**Work order:**
Using the records below, find every line that includes "null" and copy it.

Saved entries
use std::path::Path;
use std::time::Duration;

use notetree_core::models::{CreateNote, UpdateNote};
use notetree_core::sync::SyncState;
use notetree_core::{NoteId, NoteTreeClient};

use crate::cli::NoteCommands;
use crate::commands::common::{
    build_client, format_note_detail, format_tree_lines, normalize_title, tree_params,
};
use crate::error::CliError;

const FILE_POLL_INTERVAL: Duration = Duration::from_millis(500);

pub async fn run_notes(command: NoteCommands, base_url: Option<&str>) -> Result<(), CliError> {
    let client = build_client(base_url, "/notes")?;
    let notes = client.notes();

    match command {
        NoteCommands::Tree {
            trashed,
            favorites,
            json,
        } => {
            let tree = notes.tree(&tree_params(trashed, favorites)).await?;
            if json {
                println!("{}", serde_json::to_string_pretty(&tree)?);
            } else if tree.is_empty() {
                println!("No notes.");
            } else {
                for line in format_tree_lines(&tree) {
                    println!("{line}");
                }
            }
        }
        NoteCommands::Show { id, json } => {
            let note = notes.get(NoteId(id)).await?;
            if json {
                println!("{}", serde_json::to_string_pretty(&note)?);
            } else {
                println!("{}", format_note_detail(&note));
            }
        }
        NoteCommands::Add {
            title,
            parent,
            content,
        } => {
            let note = notes
                .create(&CreateNote {
                    parent_id: parent.map(NoteId),
                    content,
                    ..CreateNote::titled(normalize_title(&title)?)
                })
                .await?;
            println!("Created note {}", note.id);
        }
        NoteCommands::Rename { id, title } => {
            let changes = UpdateNote {
                title: Some(normalize_title(&title)?),
                ..UpdateNote::default()
            };
            notes.update(NoteId(id), &changes).await?;
            println!("Renamed note {id}");
        }
        NoteCommands::Trash { id } => {
            notes.trash(NoteId(id)).await?;
            println!("Moved note {id} to trash");
        }
        NoteCommands::Restore { id } => {
            notes.restore(NoteId(id)).await?;
            println!("Restored note {id}");
        }
        NoteCommands::Delete { id } => {
            notes.delete(NoteId(id)).await?;
            println!("Deleted note {id}");
        }
        NoteCommands::Favorite { id } => {
            notes.toggle_favorite(NoteId(id)).await?;
            println!("Toggled favorite on note {id}");
        }
        NoteCommands::Move { id, position } => {
            notes.update_position(NoteId(id), position).await?;
            println!("Moved note {id} to position {position}");
        }
        NoteCommands::Watch { id, file } => run_watch(&client, NoteId(id), &file).await?,
    }
    Ok(())
}

/// Mirror a note into `file` and sync edits of the file back until Ctrl-C.
async fn run_watch(client: &NoteTreeClient, id: NoteId, file: &Path) -> Result<(), CliError> {
    let note = client.notes().get(id).await?;
    tokio::fs::write(file, &note.content).await?;

    let scheduler = client.sync_scheduler();
    scheduler.open(&note);
    let task = scheduler.start();
    println!(
        "Editing note {} in {}; changes sync every {:?}. Press Ctrl-C to stop.",
        id,
        file.display(),
        scheduler.interval()
    );

    let mut last_seen = note.content;
    let mut last_state = scheduler.state();
    let mut poll = tokio::time::interval(FILE_POLL_INTERVAL);
    let shutdown = tokio::signal::ctrl_c();
    tokio::pin!(shutdown);

    loop {
        tokio::select! {
            _ = &mut shutdown => break,
            _ = poll.tick() => {
                match tokio::fs::read_to_string(file).await {
                    Ok(content) => {
                        if let Some(changed) = take_change(&mut last_seen, content) {
                            scheduler.edit(changed);
                        }
                    }
                    Err(error) => tracing::warn!("Failed to read {}: {}", file.display(), error),
                }

                let state = scheduler.state();
                if state != last_state {
                    if let Some(state) = state {
                        print_state(state);
                    }
                    last_state = state;
                }
            }
        }
    }

    task.stop();
    if let Some(discarded) = scheduler.close() {
        eprintln!(
            "Stopped with unsynced edits to note {}; they remain in {}",
            discarded.id,
            file.display()
        );
    }
    Ok(())
}

/// Returns the new content when it differs from what was last seen.
pub fn take_change(last_seen: &mut String, current: String) -> Option<String> {
    if *last_seen == current {
        return None;
    }
    last_seen.clone_from(&current);
    Some(current)
}

fn print_state(state: SyncState) {
    println!("[{}]", state.label());
}
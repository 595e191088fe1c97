use notetree_core::models::{ChangePassword, UpdateProfile};
use notetree_core::util::normalize_text_option;
use notetree_core::UserId;

use crate::cli::UserCommands;
use crate::commands::common::build_client;
use crate::error::CliError;

pub async fn run_user(command: UserCommands, base_url: Option<&str>) -> Result<(), CliError> {
    let client = build_client(base_url, "/profile")?;
    let users = client.users();

    match command {
        UserCommands::Show { id } => {
            let user = users.get(UserId(id)).await?;
            println!("{}", serde_json::to_string_pretty(&user)?);
        }
        UserCommands::Update {
            id,
            username,
            email,
        } => {
            let changes = profile_update(username, email)?;
            let user = users.update_profile(UserId(id), &changes).await?;
            println!("Updated {} <{}>", user.username, user.email);
        }
        UserCommands::Password { id, new_password } => {
            users
                .change_password(UserId(id), &ChangePassword { new_password })
                .await?;
            println!("Password changed");
        }
    }
    Ok(())
}

pub fn profile_update(
    username: Option<String>,
    email: Option<String>,
) -> Result<UpdateProfile, CliError> {
    let changes = UpdateProfile {
        username: normalize_text_option(username),
        email: normalize_text_option(email),
    };
    if changes == UpdateProfile::default() {
        return Err(CliError::EmptyProfileUpdate);
    }
    Ok(changes)
}
//! User model and account request bodies

use std::fmt;
use std::num::ParseIntError;
use std::str::FromStr;

use serde::{Deserialize, Serialize};

#[derive(Debug, Clone, Copy, PartialEq, Eq, PartialOrd, Ord, Hash, Serialize, Deserialize)]
#[serde(transparent)]
pub struct UserId(pub i64);

impl fmt::Display for UserId {
    fn fmt(&self, f: &mut fmt::Formatter<'_>) -> fmt::Result {
        write!(f, "{}", self.0)
    }
}

impl FromStr for UserId {
    type Err = ParseIntError;

    fn from_str(s: &str) -> Result<Self, Self::Err> {
        Ok(Self(s.trim().parse()?))
    }
}

/// Public profile of an account
#[derive(Debug, Clone, PartialEq, Eq, Serialize, Deserialize)]
pub struct User {
    pub id: UserId,
    pub username: String,
    pub email: String,
    /// 1 active, 0 disabled
    #[serde(default)]
    pub status: i64,
    /// 1 administrator, 0 regular user
    #[serde(default)]
    pub is_admin: i64,
    #[serde(default)]
    pub created_at: String,
}

impl User {
    pub const fn is_active(&self) -> bool {
        self.status == 1
    }

    pub const fn is_administrator(&self) -> bool {
        self.is_admin == 1
    }
}

/// Body of `POST /v1/users/login`
#[derive(Clone, PartialEq, Eq, Serialize)]
pub struct Credentials {
    pub email: String,
    pub password: String,
}

impl Credentials {
    pub fn new(email: impl Into<String>, password: impl Into<String>) -> Self {
        Self {
            email: email.into(),
            password: password.into(),
        }
    }
}

impl fmt::Debug for Credentials {
    fn fmt(&self, formatter: &mut fmt::Formatter<'_>) -> fmt::Result {
        formatter
            .debug_struct("Credentials")
            .field("email", &self.email)
            .field("password", &"[REDACTED]")
            .finish()
    }
}

/// Body of `POST /v1/users/register`
#[derive(Clone, PartialEq, Eq, Serialize)]
pub struct RegisterUser {
    pub username: String,
    pub password: String,
    pub email: String,
}

impl fmt::Debug for RegisterUser {
    fn fmt(&self, formatter: &mut fmt::Formatter<'_>) -> fmt::Result {
        formatter
            .debug_struct("RegisterUser")
            .field("username", &self.username)
            .field("password", &"[REDACTED]")
            .field("email", &self.email)
            .finish()
    }
}

/// Body of `PUT /v1/users/:id`
#[derive(Debug, Clone, Default, PartialEq, Eq, Serialize)]
pub struct UpdateProfile {
    #[serde(skip_serializing_if = "Option::is_none")]
    pub username: Option<String>,
    #[serde(skip_serializing_if = "Option::is_none")]
    pub email: Option<String>,
}

/// Body of `PUT /v1/users/:id/password`
#[derive(Clone, PartialEq, Eq, Serialize)]
pub struct ChangePassword {
    pub new_password: String,
}

impl fmt::Debug for ChangePassword {
    fn fmt(&self, formatter: &mut fmt::Formatter<'_>) -> fmt::Result {
        formatter
            .debug_struct("ChangePassword")
            .field("new_password", &"[REDACTED]")
            .finish()
    }
}

#[cfg(test)]
mod tests {
    use super::*;

    #[test]
    fn user_decodes_profile() {
        let user: User = serde_json::from_str(
            r#"{"id": 5, "username": "ada", "email": "ada@example.com", "status": 1, "is_admin": 0, "created_at": "2025-01-01T00:00:00Z"}"#,
        )
        .unwrap();
        assert_eq!(user.id, UserId(5));
        assert!(user.is_active());
        assert!(!user.is_administrator());
    }

    #[test]
    fn secrets_are_redacted_in_debug_output() {
        let credentials = Credentials::new("ada@example.com", "hunter22");
        let rendered = format!("{credentials:?}");
        assert!(!rendered.contains("hunter22"));
        assert!(rendered.contains("[REDACTED]"));

        let change = ChangePassword {
            new_password: "s3cret-value".to_string(),
        };
        assert!(!format!("{change:?}").contains("s3cret-value"));
    }

    #[test]
    fn profile_update_skips_unset_fields() {
        let body = UpdateProfile {
            email: Some("new@example.com".to_string()),
            ..UpdateProfile::default()
        };
        assert_eq!(
            serde_json::to_value(body).unwrap(),
            serde_json::json!({"email": "new@example.com"})
        );
    }
}
//! In-crate fakes shared by unit tests.

use std::collections::VecDeque;
use std::sync::{Arc, Mutex};

use async_trait::async_trait;
use reqwest::header::{HeaderName, HeaderValue, CONTENT_TYPE};
use reqwest::StatusCode;

use crate::config::ClientConfig;
use crate::error::{Error, Result};
use crate::session::{CredentialContext, MemoryNavigator, MemoryStore};
use crate::transport::{HttpBackend, HttpRequest, HttpResponse, Transport};

pub const TEST_BASE_URL: &str = "https://notes.example.com";

/// Backend answering from a queue of canned responses and recording requests
#[derive(Clone, Default)]
pub struct FakeBackend {
    responses: Arc<Mutex<VecDeque<Result<HttpResponse>>>>,
    requests: Arc<Mutex<Vec<HttpRequest>>>,
}

impl FakeBackend {
    pub fn push(&self, response: HttpResponse) {
        self.responses.lock().unwrap().push_back(Ok(response));
    }

    pub fn push_error(&self, error: Error) {
        self.responses.lock().unwrap().push_back(Err(error));
    }

    pub fn requests(&self) -> Vec<HttpRequest> {
        self.requests.lock().unwrap().clone()
    }

    pub fn request_count(&self) -> usize {
        self.requests.lock().unwrap().len()
    }

    pub fn last_request(&self) -> HttpRequest {
        self.requests
            .lock()
            .unwrap()
            .last()
            .cloned()
            .expect("no request was sent")
    }

    pub fn last_json_body(&self) -> serde_json::Value {
        match self.last_request().body {
            Some(crate::transport::OutgoingBody::Bytes(bytes)) => {
                serde_json::from_slice(&bytes).expect("body is not JSON")
            }
            other => panic!("unexpected body {other:?}"),
        }
    }
}

#[async_trait]
impl HttpBackend for FakeBackend {
    async fn send(&self, request: HttpRequest) -> Result<HttpResponse> {
        self.requests.lock().unwrap().push(request);
        self.responses
            .lock()
            .unwrap()
            .pop_front()
            .unwrap_or_else(|| Err(Error::Network("no canned response".to_string())))
    }
}

pub fn response(status: u16, content_type: Option<&str>, body: &str) -> HttpResponse {
    let mut response = HttpResponse {
        status: StatusCode::from_u16(status).unwrap(),
        headers: reqwest::header::HeaderMap::new(),
        body: body.as_bytes().to_vec(),
    };
    if let Some(content_type) = content_type {
        response
            .headers
            .insert(CONTENT_TYPE, HeaderValue::from_str(content_type).unwrap());
    }
    response
}

pub fn json_response(status: u16, body: &serde_json::Value) -> HttpResponse {
    response(status, Some("application/json; charset=utf-8"), &body.to_string())
}

impl HttpResponse {
    pub fn with_header(mut self, name: &str, value: &str) -> Self {
        self.headers.append(
            HeaderName::from_bytes(name.as_bytes()).unwrap(),
            HeaderValue::from_str(value).unwrap(),
        );
        self
    }
}

/// Transport wired to a fake backend, a memory store and a memory navigator
pub struct TestHarness {
    pub backend: FakeBackend,
    pub store: MemoryStore,
    pub credentials: CredentialContext,
    pub navigator: MemoryNavigator,
    pub transport: Transport,
}

impl TestHarness {
    pub fn new() -> Self {
        Self::with_navigator(MemoryNavigator::new("/"))
    }

    pub fn with_navigator(navigator: MemoryNavigator) -> Self {
        let backend = FakeBackend::default();
        let store = MemoryStore::new();
        let credentials = CredentialContext::init(Arc::new(store.clone()));
        let config = ClientConfig::new(TEST_BASE_URL).validate().unwrap();
        let transport = Transport::new(
            config,
            Arc::new(backend.clone()),
            credentials.clone(),
            Arc::new(navigator.clone()),
        );
        Self {
            backend,
            store,
            credentials,
            navigator,
            transport,
        }
    }
}
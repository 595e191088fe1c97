use notetree_core::models::{Credentials, RegisterUser};

use crate::cli::AuthCommands;
use crate::commands::common::build_client;
use crate::error::CliError;

pub async fn run_auth(command: AuthCommands, base_url: Option<&str>) -> Result<(), CliError> {
    let client = build_client(base_url, "/login")?;
    let session = client.session();

    match command {
        AuthCommands::Login { email, password } => {
            let user = session
                .login(&Credentials::new(email.trim(), password))
                .await?;
            println!("Logged in as {} <{}>", user.username, user.email);
        }
        AuthCommands::Register {
            username,
            email,
            password,
        } => {
            let user = session
                .register(&RegisterUser {
                    username: username.trim().to_string(),
                    password,
                    email: email.trim().to_string(),
                })
                .await?;
            println!(
                "Registered {} (id {}). Run `notetree auth login` to sign in.",
                user.username, user.id
            );
        }
        AuthCommands::Logout => {
            session.logout().await?;
            println!("Logged out");
        }
        AuthCommands::Status => match session.current_user()? {
            Some(user) => {
                let role = if user.is_administrator() { " (admin)" } else { "" };
                println!(
                    "Logged in as {} <{}>, id {}{role}",
                    user.username, user.email, user.id
                );
            }
            None => println!("Not logged in."),
        },
    }
    Ok(())
}
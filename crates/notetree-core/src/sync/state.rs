//! Sync state of the note open in the editor.

/// Persistence state of the open note's content.
#[derive(Clone, Copy, Debug, PartialEq, Eq)]
pub enum SyncState {
    /// Local content matches the last successful flush
    Clean,
    /// Local edits are waiting for the next flush
    Dirty,
    /// A flush is in flight
    Flushing,
}

impl SyncState {
    pub const fn label(self) -> &'static str {
        match self {
            Self::Clean => "saved",
            Self::Dirty => "unsaved",
            Self::Flushing => "saving",
        }
    }
}

/// Result of one scheduler tick
#[derive(Clone, Copy, Debug, PartialEq, Eq)]
pub enum FlushOutcome {
    /// Nothing to do: no open note, nothing dirty, or a flush already in flight
    Skipped,
    Flushed,
    /// The save failed; the content stays dirty for the next tick
    Failed,
    /// The note was switched or closed while the save was in flight
    Superseded,
}
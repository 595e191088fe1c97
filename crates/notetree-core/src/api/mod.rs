//! Resource clients for the note service.
//!
//! Each method maps to exactly one transport call. Failures are returned as
//! produced by the [`Transport`](crate::transport::Transport).

mod notes;
mod users;

pub use notes::NotesClient;
pub use users::UsersClient;

/// Append `pairs` to `path` as a percent-encoded query string.
fn with_query(path: &str, pairs: &[(&str, String)]) -> String {
    if pairs.is_empty() {
        return path.to_string();
    }

    let query = pairs
        .iter()
        .map(|(name, value)| format!("{name}={}", urlencoding::encode(value)))
        .collect::<Vec<_>>()
        .join("&");
    format!("{path}?{query}")
}

#[cfg(test)]
mod tests {
    use super::*;

    #[test]
    fn query_is_appended_only_when_present() {
        assert_eq!(with_query("/v1/notes", &[]), "/v1/notes");
        assert_eq!(
            with_query(
                "/v1/notes",
                &[("parent_id", "null".to_string()), ("q", "a b".to_string())]
            ),
            "/v1/notes?parent_id=null&q=a%20b"
        );
    }
}
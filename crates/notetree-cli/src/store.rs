//! Credential persistence in the OS keychain.

#[cfg(test)]
use std::collections::HashMap;
#[cfg(test)]
use std::sync::{Mutex, OnceLock};

#[cfg(not(test))]
use keyring::Entry;

use notetree_core::session::{KeyValueStore, CREDENTIAL_KEYS};
use notetree_core::{Error, Result};

const KEYRING_SERVICE_NAME: &str = "notetree-cli";

/// One keychain entry per credential key, all under one service name
#[derive(Debug, Clone)]
pub struct KeyringStore {
    service: String,
}

impl Default for KeyringStore {
    fn default() -> Self {
        Self::new(KEYRING_SERVICE_NAME)
    }
}

impl KeyringStore {
    pub fn new(service: impl Into<String>) -> Self {
        Self {
            service: service.into(),
        }
    }

    #[cfg(test)]
    fn test_store() -> &'static Mutex<HashMap<String, String>> {
        static STORE: OnceLock<Mutex<HashMap<String, String>>> = OnceLock::new();
        STORE.get_or_init(|| Mutex::new(HashMap::new()))
    }

    #[cfg(test)]
    fn test_key(&self, key: &str) -> String {
        format!("{}:{key}", self.service)
    }

    #[cfg(not(test))]
    fn entry(&self, key: &str) -> Result<Entry> {
        Entry::new(&self.service, key).map_err(|error| Error::Storage(error.to_string()))
    }
}

impl KeyValueStore for KeyringStore {
    #[cfg(not(test))]
    fn get(&self, key: &str) -> Result<Option<String>> {
        match self.entry(key)?.get_password() {
            Ok(value) => Ok(Some(value)),
            Err(keyring::Error::NoEntry) => Ok(None),
            Err(error) => Err(Error::Storage(error.to_string())),
        }
    }

    #[cfg(test)]
    fn get(&self, key: &str) -> Result<Option<String>> {
        let guard = Self::test_store()
            .lock()
            .map_err(|error| Error::Storage(error.to_string()))?;
        Ok(guard.get(&self.test_key(key)).cloned())
    }

    #[cfg(not(test))]
    fn set(&self, key: &str, value: &str) -> Result<()> {
        self.entry(key)?
            .set_password(value)
            .map_err(|error| Error::Storage(error.to_string()))
    }

    #[cfg(test)]
    fn set(&self, key: &str, value: &str) -> Result<()> {
        let mut guard = Self::test_store()
            .lock()
            .map_err(|error| Error::Storage(error.to_string()))?;
        guard.insert(self.test_key(key), value.to_string());
        Ok(())
    }

    #[cfg(not(test))]
    fn remove(&self, key: &str) -> Result<()> {
        match self.entry(key)?.delete_credential() {
            Ok(()) | Err(keyring::Error::NoEntry) => Ok(()),
            Err(error) => Err(Error::Storage(error.to_string())),
        }
    }

    #[cfg(test)]
    fn remove(&self, key: &str) -> Result<()> {
        let mut guard = Self::test_store()
            .lock()
            .map_err(|error| Error::Storage(error.to_string()))?;
        guard.remove(&self.test_key(key));
        Ok(())
    }

    /// The keychain cannot be enumerated, so every key the client writes is
    /// removed individually.
    fn clear(&self) -> Result<()> {
        for key in CREDENTIAL_KEYS {
            self.remove(key)?;
        }
        Ok(())
    }
}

**Response:**
                &[("parent_id", "null".to_string()), ("q", "a b".to_string())]
            "/v1/notes?parent_id=null&q=a%20b"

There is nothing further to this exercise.